I LOVE YOU SEND IN WHAT YOU CAN, ALSO VISIT MY BANDCAMP SITE https://thesuvonicmovement.bandcamp.com/music
 AND BUY SOME RECORDS. PEACE LOVE.
https://thesuvonicmovement.bandcamp.com/music DONATIONS ARE NEEDED NOW! HELP




THE FIGHT HAS JUST BEGUN 
The music got him – and he got the music, 30-plus years and counting, Boyd Jarvis helped with shaping the building blocks of dance music as we know it today. Boyd has also been a crucial behind-the-scenes figure, writing, producing and remixing songs for everyone from Herbie Hancock and Latoya Jackson to Prince, Madonna and Boy George. Most Gotham music fans might fondly remember him from co-hosting Saturday Night Dance Party on WBLS radio alongside Shelter don Timmy Regisford, and his frequent collaborations with iconic producers like Joe Claussell, François K, Dave Morales, Little Louie Vega and more. 

The Birth of House Music in New York City
How Larry Levan, Boyd Jarvis and Tony Humphries helped kick off a dance music revolution

May 11, 2016
By Matt Anniss
By 1983, New York’s musical landscape was changing. Disco, New York’s first great contribution to the evolution of dance music, had morphed into boogie, while new mutant genres – based around syncopated drum machine rhythms and the futuristic shimmer of bold synthesizer lines, rather than orchestral arrangements and re-purposed soul musicians – were beginning to make their mark.
At the fulcrum of New York’s rapidly changing dance scene stood the Paradise Garage and its beloved resident DJ, Larry Levan. He may not have been the city’s most technically gifted DJ, but he was certainly the most influential. Many copied his anything-goes approach to selecting records (a style itself inspired by David Mancuso at the Loft), while Levan’s remix and production work for the likes of the NYC Peech Boys, Gwen Guthrie, Imagination and David Joseph ushered in a new era of sparse, heavily electronic, dub-influenced records.
Out on the dancefloor, a group of self-proclaimed “club kids” were paying close attention. “One of the biggest teachers we had was Larry Levan,” says Kenny Carpenter, then a resident DJ at rival club Bonds and a regular at the Garage. “That’s really how many people learned to produce music, by listening to what Larry was doing, and how music sounded at those clubs – not just the Garage, but the Loft, too.”
We were just kids, with toys that we were playing with, and the record became big.
Boyd Jarvis
The weekly throng on the Garage dancefloor contained a group of friends who would go on to kick-start a new era of dance music in New York.

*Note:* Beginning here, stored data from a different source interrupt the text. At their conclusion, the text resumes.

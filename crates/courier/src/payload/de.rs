//! Format-agnostic normalisation through `serde`.

use std::fmt;

use serde::de::{Deserialize, Deserializer, IgnoredAny, MapAccess, SeqAccess, Visitor};

use super::{Mapping, NormalizedValue};

impl<'de> Deserialize<'de> for NormalizedValue {
    fn deserialize<D: Deserializer<'de>>(deserializer: D) -> Result<Self, D::Error> {
        deserializer.deserialize_any(ValueVisitor)
    }
}

struct ValueVisitor;

impl<'de> Visitor<'de> for ValueVisitor {
    type Value = NormalizedValue;

    fn expecting(&self, formatter: &mut fmt::Formatter<'_>) -> fmt::Result {
        formatter.write_str("a structured value")
    }

    fn visit_unit<E>(self) -> Result<Self::Value, E> {
        Ok(NormalizedValue::NULL)
    }

    fn visit_none<E>(self) -> Result<Self::Value, E> {
        Ok(NormalizedValue::NULL)
    }

    fn visit_some<D: Deserializer<'de>>(self, deserializer: D) -> Result<Self::Value, D::Error> {
        NormalizedValue::deserialize(deserializer)
    }

    fn visit_bool<E>(self, value: bool) -> Result<Self::Value, E> {
        Ok(NormalizedValue::from(value))
    }

    fn visit_i64<E>(self, value: i64) -> Result<Self::Value, E> {
        Ok(NormalizedValue::from(value))
    }

    fn visit_u64<E>(self, value: u64) -> Result<Self::Value, E> {
        Ok(NormalizedValue::from(value))
    }

    fn visit_f64<E>(self, value: f64) -> Result<Self::Value, E> {
        Ok(NormalizedValue::from(value))
    }

    fn visit_char<E>(self, value: char) -> Result<Self::Value, E> {
        Ok(NormalizedValue::from(value.to_string()))
    }

    fn visit_str<E>(self, value: &str) -> Result<Self::Value, E> {
        Ok(NormalizedValue::from(value))
    }

    fn visit_string<E>(self, value: String) -> Result<Self::Value, E> {
        Ok(NormalizedValue::from(value))
    }

    fn visit_seq<A: SeqAccess<'de>>(self, mut seq: A) -> Result<Self::Value, A::Error> {
        let mut items = Vec::with_capacity(seq.size_hint().unwrap_or(0));
        while let Some(item) = seq.next_element::<NormalizedValue>()? {
            items.push(item);
        }
        Ok(NormalizedValue::Sequence(items))
    }

    fn visit_map<A: MapAccess<'de>>(self, mut map: A) -> Result<Self::Value, A::Error> {
        let mut mapping = Mapping::new();
        while let Some(key) = map.next_key::<MapKey>()? {
            match key {
                MapKey::Text(key) => {
                    let value = map.next_value::<NormalizedValue>()?;
                    mapping.insert(key, value);
                }
                MapKey::Unrepresentable => {
                    map.next_value::<IgnoredAny>()?;
                }
            }
        }
        Ok(NormalizedValue::Mapping(mapping))
    }
}

/// Mapping key as decoded from the source format.
enum MapKey {
    Text(String),
    Unrepresentable,
}

impl<'de> Deserialize<'de> for MapKey {
    fn deserialize<D: Deserializer<'de>>(deserializer: D) -> Result<Self, D::Error> {
        deserializer.deserialize_any(KeyVisitor)
    }
}

struct KeyVisitor;

impl<'de> Visitor<'de> for KeyVisitor {
    type Value = MapKey;

    fn expecting(&self, formatter: &mut fmt::Formatter<'_>) -> fmt::Result {
        formatter.write_str("a mapping key")
    }

    fn visit_str<E>(self, value: &str) -> Result<Self::Value, E> {
        Ok(MapKey::Text(value.to_owned()))
    }

    fn visit_string<E>(self, value: String) -> Result<Self::Value, E> {
        Ok(MapKey::Text(value))
    }

    fn visit_char<E>(self, value: char) -> Result<Self::Value, E> {
        Ok(MapKey::Text(value.to_string()))
    }

    fn visit_bool<E>(self, _value: bool) -> Result<Self::Value, E> {
        Ok(MapKey::Unrepresentable)
    }

    fn visit_i64<E>(self, _value: i64) -> Result<Self::Value, E> {
        Ok(MapKey::Unrepresentable)
    }

    fn visit_u64<E>(self, _value: u64) -> Result<Self::Value, E> {
        Ok(MapKey::Unrepresentable)
    }

    fn visit_f64<E>(self, _value: f64) -> Result<Self::Value, E> {
        Ok(MapKey::Unrepresentable)
    }

    fn visit_bytes<E>(self, _value: &[u8]) -> Result<Self::Value, E> {
        Ok(MapKey::Unrepresentable)
    }

    fn visit_unit<E>(self) -> Result<Self::Value, E> {
        Ok(MapKey::Unrepresentable)
    }

    fn visit_none<E>(self) -> Result<Self::Value, E> {
        Ok(MapKey::Unrepresentable)
    }

    fn visit_some<D: Deserializer<'de>>(self, deserializer: D) -> Result<Self::Value, D::Error> {
        IgnoredAny::deserialize(deserializer).map(|_| MapKey::Unrepresentable)
    }

    fn visit_seq<A: SeqAccess<'de>>(self, seq: A) -> Result<Self::Value, A::Error> {
        IgnoredAny.visit_seq(seq).map(|_| MapKey::Unrepresentable)
    }

    fn visit_map<A: MapAccess<'de>>(self, map: A) -> Result<Self::Value, A::Error> {
        IgnoredAny.visit_map(map).map(|_| MapKey::Unrepresentable)
    }
}
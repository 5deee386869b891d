//! Asynchronous router for distributed commands.
//!
//! A single background worker receives raw payloads from a [`Subscription`],
//! decodes each into a command name and a normalised `data` mapping, checks
//! the command's required fields and calls every registered callback in
//! registration order. A failing callback is logged and skipped; its siblings
//! still run and the worker keeps listening.

mod dispatcher;
mod envelope;
mod handler;
mod subscription;
mod worker;

pub use self::dispatcher::{Delivery, DispatchSettings, NetDispatcher};
pub use self::envelope::NetCommand;
pub use self::handler::{NetCommandFn, NetCommandHandler, NetCommandMethod};
pub use self::subscription::{
    ChannelPublisher, ChannelSubscription, Subscription, SubscriptionError, channel,
};
pub use self::worker::{ListenerHandle, ListenerState};
pub use crate::registry::NetCommandDescriptor;

/// Tracing target for distributed dispatch.
pub(crate) const NET_TARGET: &str = concat!(env!("CARGO_PKG_NAME"), "::net");
//! Error types for the socket transport.

use std::io;
use std::net::SocketAddr;

use camino::Utf8PathBuf;
use thiserror::Error;

/// Errors raised while binding or running the socket transport.
#[derive(Debug, Error)]
pub enum TransportError {
    /// A Unix endpoint path has no directory to hold the socket.
    #[error("unix channel path '{path}' has no parent directory")]
    MissingSocketDirectory {
        /// Offending socket path.
        path: Utf8PathBuf,
    },
    /// The directory holding a Unix socket could not be created.
    #[error("could not create unix channel directory '{path}': {source}")]
    SocketDirectory {
        /// Directory that could not be created.
        path: Utf8PathBuf,
        /// Filesystem error.
        #[source]
        source: io::Error,
    },
    /// The TCP host name did not resolve.
    #[error("could not resolve {host}:{port}: {source}")]
    Resolve {
        /// Host that failed to resolve.
        host: String,
        /// Requested port.
        port: u16,
        /// Resolver error.
        #[source]
        source: io::Error,
    },
    /// The TCP host name resolved to no address.
    #[error("{host}:{port} resolved to no addresses")]
    ResolveEmpty {
        /// Host that resolved to nothing.
        host: String,
        /// Requested port.
        port: u16,
    },
    /// Binding the TCP socket failed.
    #[error("could not bind TCP channel at {addr}: {source}")]
    BindTcp {
        /// Address that could not be bound.
        addr: SocketAddr,
        /// Bind error.
        #[source]
        source: io::Error,
    },
    /// Switching the listener to non-blocking mode failed.
    #[error("could not make the channel listener non-blocking: {source}")]
    NonBlocking {
        /// Underlying error.
        #[source]
        source: io::Error,
    },
    /// Unix sockets are not available on this platform.
    #[cfg(not(unix))]
    #[error("unix channel endpoints are unsupported here: {endpoint}")]
    UnsupportedUnix {
        /// Rejected endpoint.
        endpoint: String,
    },
    /// Binding the Unix socket failed.
    #[cfg(unix)]
    #[error("could not bind unix channel at {path}: {source}")]
    BindUnix {
        /// Socket path.
        path: String,
        /// Bind error.
        #[source]
        source: io::Error,
    },
    /// Another process is listening on the Unix socket.
    #[cfg(unix)]
    #[error("unix channel {path} is already in use")]
    UnixInUse {
        /// Socket path.
        path: String,
    },
    /// The Unix socket path exists but is not a socket.
    #[cfg(unix)]
    #[error("{path} exists and is not a socket")]
    UnixNotSocket {
        /// Offending path.
        path: String,
    },
    /// Metadata of an existing Unix socket path could not be read.
    #[cfg(unix)]
    #[error("could not inspect unix channel {path}: {source}")]
    UnixMetadata {
        /// Socket path.
        path: String,
        /// Metadata error.
        #[source]
        source: io::Error,
    },
    /// Probing an existing Unix socket failed unexpectedly.
    #[cfg(unix)]
    #[error("could not probe existing unix channel {path}: {source}")]
    UnixConnect {
        /// Socket path.
        path: String,
        /// Connect error.
        #[source]
        source: io::Error,
    },
    /// A stale Unix socket could not be removed.
    #[cfg(unix)]
    #[error("could not remove stale unix channel {path}: {source}")]
    UnixCleanup {
        /// Socket path.
        path: String,
        /// Removal error.
        #[source]
        source: io::Error,
    },
    /// A background thread could not be spawned.
    #[error("could not spawn {thread}: {source}")]
    Spawn {
        /// Thread name.
        thread: &'static str,
        /// Spawn error.
        #[source]
        source: io::Error,
    },
    /// A background thread panicked.
    #[error("{thread} thread panicked")]
    ThreadPanic {
        /// Thread name.
        thread: &'static str,
    },
}
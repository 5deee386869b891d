//! Registry of distributed command callbacks.
//!
//! Descriptors are copy-on-write: registration builds a new descriptor and
//! swaps it in, so a dispatch in progress keeps iterating the callback set it
//! looked up.

use std::collections::HashMap;
use std::sync::{Arc, RwLock};

use tracing::{debug, warn};

use crate::errors::{CommandError, DispatchError};
use crate::net::{NetCommandFn, NetCommandHandler};
use crate::payload::Mapping;

use super::{HandlerId, REGISTRY_TARGET, handler_name, poisoned};

trait NetTarget: Send + Sync {
    fn handler_name(&self) -> &'static str;

    fn invoke(&self, data: &Mapping) -> Result<(), CommandError>;
}

struct TypedNetTarget<H> {
    handler: Arc<H>,
    target: NetCommandFn<H>,
}

impl<H: NetCommandHandler> NetTarget for TypedNetTarget<H> {
    fn handler_name(&self) -> &'static str {
        handler_name::<H>()
    }

    fn invoke(&self, data: &Mapping) -> Result<(), CommandError> {
        (self.target)(&self.handler, data)
    }
}

/// One registered callback of a distributed command.
#[derive(Clone)]
pub(crate) struct NetCallback {
    handler: HandlerId,
    method: usize,
    target: Arc<dyn NetTarget>,
}

impl NetCallback {
    pub(crate) fn handler_name(&self) -> &'static str {
        self.target.handler_name()
    }

    pub(crate) fn invoke(&self, data: &Mapping) -> Result<(), CommandError> {
        self.target.invoke(data)
    }

    fn same_slot(&self, other: &Self) -> bool {
        self.handler == other.handler && self.method == other.method
    }
}

/// A distributed command name, its required fields and its callbacks.
#[derive(Clone)]
pub struct NetCommandDescriptor {
    name: String,
    required: Vec<String>,
    callbacks: Vec<NetCallback>,
}

impl NetCommandDescriptor {
    /// Command name.
    pub fn name(&self) -> &str {
        &self.name
    }

    /// Field names every inbound `data` object must carry.
    pub fn required_fields(&self) -> &[String] {
        &self.required
    }

    /// Number of registered callbacks.
    pub fn callback_count(&self) -> usize {
        self.callbacks.len()
    }

    /// Required fields absent from `data`, in declaration order.
    pub fn missing_fields(&self, data: &Mapping) -> Vec<String> {
        self.required
            .iter()
            .filter(|field| !data.contains_key(field.as_str()))
            .cloned()
            .collect()
    }

    pub(crate) fn callbacks(&self) -> &[NetCallback] {
        &self.callbacks
    }

    fn merge_required(&mut self, required: &[String], handler: &'static str) {
        let mut extra: Vec<String> = Vec::new();
        for field in required {
            if !self.required.contains(field) && !extra.contains(field) {
                extra.push(field.clone());
            }
        }
        if extra.is_empty() {
            return;
        }
        warn!(
            target: REGISTRY_TARGET,
            command = self.name.as_str(),
            handler,
            added = %extra.join(", "),
            "net command registered with additional required fields"
        );
        self.required.extend(extra);
    }
}

impl std::fmt::Debug for NetCommandDescriptor {
    fn fmt(&self, formatter: &mut std::fmt::Formatter<'_>) -> std::fmt::Result {
        formatter
            .debug_struct("NetCommandDescriptor")
            .field("name", &self.name)
            .field("required", &self.required)
            .field("callbacks", &self.callbacks.len())
            .finish()
    }
}

#[derive(Default)]
pub(crate) struct NetRegistry {
    commands: RwLock<HashMap<String, Arc<NetCommandDescriptor>>>,
}

impl NetRegistry {
    /// Appends every callback `handler` declares to its command's set.
    ///
    /// Returns the number of callbacks added; re-registering an instance adds
    /// nothing.
    pub(crate) fn register<H: NetCommandHandler>(&self, handler: &Arc<H>) -> Result<usize, DispatchError> {
        let name = handler_name::<H>();
        let id = HandlerId::of(handler);
        let methods = handler.net_commands();

        let mut commands = self.commands.write().map_err(|_| poisoned("net command"))?;
        let mut added = 0;
        for (index, method) in methods.into_iter().enumerate() {
            if method.name.is_empty() {
                debug!(target: REGISTRY_TARGET, handler = name, "skipping unnamed net command");
                continue;
            }
            let callback = NetCallback {
                handler: id,
                method: index,
                target: Arc::new(TypedNetTarget {
                    handler: Arc::clone(handler),
                    target: method.target,
                }),
            };
            let existing = commands.get(&method.name);
            if existing.is_some_and(|existing| {
                existing
                    .callbacks
                    .iter()
                    .any(|registered| registered.same_slot(&callback))
            }) {
                continue;
            }
            let mut descriptor = match existing {
                Some(existing) => {
                    let mut descriptor = NetCommandDescriptor::clone(existing);
                    descriptor.merge_required(&method.required, name);
                    descriptor
                }
                None => NetCommandDescriptor {
                    name: method.name.clone(),
                    required: dedupe(method.required),
                    callbacks: Vec::new(),
                },
            };
            descriptor.callbacks.push(callback);
            added += 1;
            commands.insert(method.name, Arc::new(descriptor));
        }
        debug!(target: REGISTRY_TARGET, handler = name, added, "registered net commands");
        Ok(added)
    }

    pub(crate) fn lookup(&self, name: &str) -> Result<Option<Arc<NetCommandDescriptor>>, DispatchError> {
        let commands = self.commands.read().map_err(|_| poisoned("net command"))?;
        Ok(commands.get(name).cloned())
    }

    pub(crate) fn names(&self) -> Result<Vec<String>, DispatchError> {
        let commands = self.commands.read().map_err(|_| poisoned("net command"))?;
        let mut names: Vec<String> = commands.keys().cloned().collect();
        names.sort();
        Ok(names)
    }
}

fn dedupe(fields: Vec<String>) -> Vec<String> {
    let mut unique = Vec::with_capacity(fields.len());
    for field in fields {
        if !unique.contains(&field) {
            unique.push(field);
        }
    }
    unique
}

#[cfg(test)]
mod tests {
    use super::*;
    use crate::net::NetCommandMethod;

    struct Scoreboard {
        required: &'static [&'static str],
    }

    impl Scoreboard {
        fn add_score(&self, _data: &Mapping) -> Result<(), CommandError> {
            Ok(())
        }
    }

    impl NetCommandHandler for Scoreboard {
        fn net_commands(&self) -> Vec<NetCommandMethod<Self>> {
            vec![NetCommandMethod::new(
                "addscore",
                self.required.iter().copied(),
                Self::add_score,
            )]
        }
    }

    #[test]
    fn reregistering_an_instance_is_ignored() {
        let registry = NetRegistry::default();
        let handler = Arc::new(Scoreboard {
            required: &["player", "amount"],
        });
        assert_eq!(registry.register(&handler).expect("register"), 1);
        assert_eq!(registry.register(&handler).expect("register again"), 0);
        let descriptor = registry.lookup("addscore").expect("lookup").expect("present");
        assert_eq!(descriptor.callback_count(), 1);
    }

    #[test]
    fn merges_required_fields_in_order() {
        let registry = NetRegistry::default();
        let first = Arc::new(Scoreboard {
            required: &["player", "amount", "player"],
        });
        let second = Arc::new(Scoreboard {
            required: &["amount", "reason"],
        });
        registry.register(&first).expect("register first");
        registry.register(&second).expect("register second");
        let descriptor = registry.lookup("addscore").expect("lookup").expect("present");
        assert_eq!(descriptor.required_fields(), ["player", "amount", "reason"]);
        assert_eq!(descriptor.callback_count(), 2);
    }

    #[test]
    fn snapshots_are_unaffected_by_later_registrations() {
        let registry = NetRegistry::default();
        let first = Arc::new(Scoreboard { required: &[] });
        registry.register(&first).expect("register first");
        let snapshot = registry.lookup("addscore").expect("lookup").expect("present");
        let second = Arc::new(Scoreboard { required: &[] });
        registry.register(&second).expect("register second");
        assert_eq!(snapshot.callback_count(), 1);
        assert_eq!(registry.names().expect("names"), vec!["addscore".to_owned()]);
    }

    #[test]
    fn reports_missing_fields() {
        let registry = NetRegistry::default();
        let handler = Arc::new(Scoreboard {
            required: &["player", "amount"],
        });
        registry.register(&handler).expect("register");
        let descriptor = registry.lookup("addscore").expect("lookup").expect("present");
        let mut data = Mapping::new();
        data.insert("player".to_owned(), "Alice".into());
        assert_eq!(descriptor.missing_fields(&data), vec!["amount".to_owned()]);
    }

    /// Declares one more required field on every call.
    #[derive(Default)]
    struct Growing {
        calls: std::sync::atomic::AtomicUsize,
    }

    impl Growing {
        fn add_score(&self, _data: &Mapping) -> Result<(), CommandError> {
            Ok(())
        }
    }

    impl NetCommandHandler for Growing {
        fn net_commands(&self) -> Vec<NetCommandMethod<Self>> {
            let calls = self.calls.fetch_add(1, std::sync::atomic::Ordering::SeqCst);
            let required = ["player", "amount", "reason"].into_iter().take(calls + 1);
            vec![NetCommandMethod::new("addscore", required, Self::add_score)]
        }
    }

    #[test]
    fn reregistering_keeps_the_original_required_fields() {
        let registry = NetRegistry::default();
        let handler = Arc::new(Growing::default());
        assert_eq!(registry.register(&handler).expect("register"), 1);
        assert_eq!(registry.register(&handler).expect("register again"), 0);

        let descriptor = registry.lookup("addscore").expect("lookup").expect("present");
        assert_eq!(descriptor.required_fields(), ["player"]);
        assert_eq!(descriptor.callback_count(), 1);
    }
}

There was fast-rising remixer, radio host and DJ Tony Humphries, his neighbor and fellow radio DJ Timmy Regisford, professional window dresser and synthesizer enthusiast Boyd Jarvis, editor-turned-producer Paul Simpson and drum machine obsessive Winston Jones. Throw in Kenny Carpenter and aspiring singer Anthony Malloy, and you had a group with the skills, enthusiasm, knowledge and contacts to change the musical agenda.
“Our ears were up like antennae all the time in clubs,” Malloy says. “Nothing would get past us.” Inspired by what they heard, this group went on to produce records that provided a blueprint for the style that would, with some alterations via Chicago, later become known as “house.”

“We all knew we were doing something different or new – a conspiracy of sorts,” Malloy laughs. “It felt like a movement, but a movement we were pulling the strings on.”
The Music Got Me
The record that spawned a musical revolution had its origins in Boyd Jarvis’s growing obsession with synthesizers, particularly his beloved Yamaha CS-15. “The synthesizer, for me, was an opportunity to get into the music business,” Jarvis says. “I read books about synthesis, and learned to make drum sounds using white noise, sub, click and so on. Through that I discovered how to make my own syn-drums, claps and kicks.”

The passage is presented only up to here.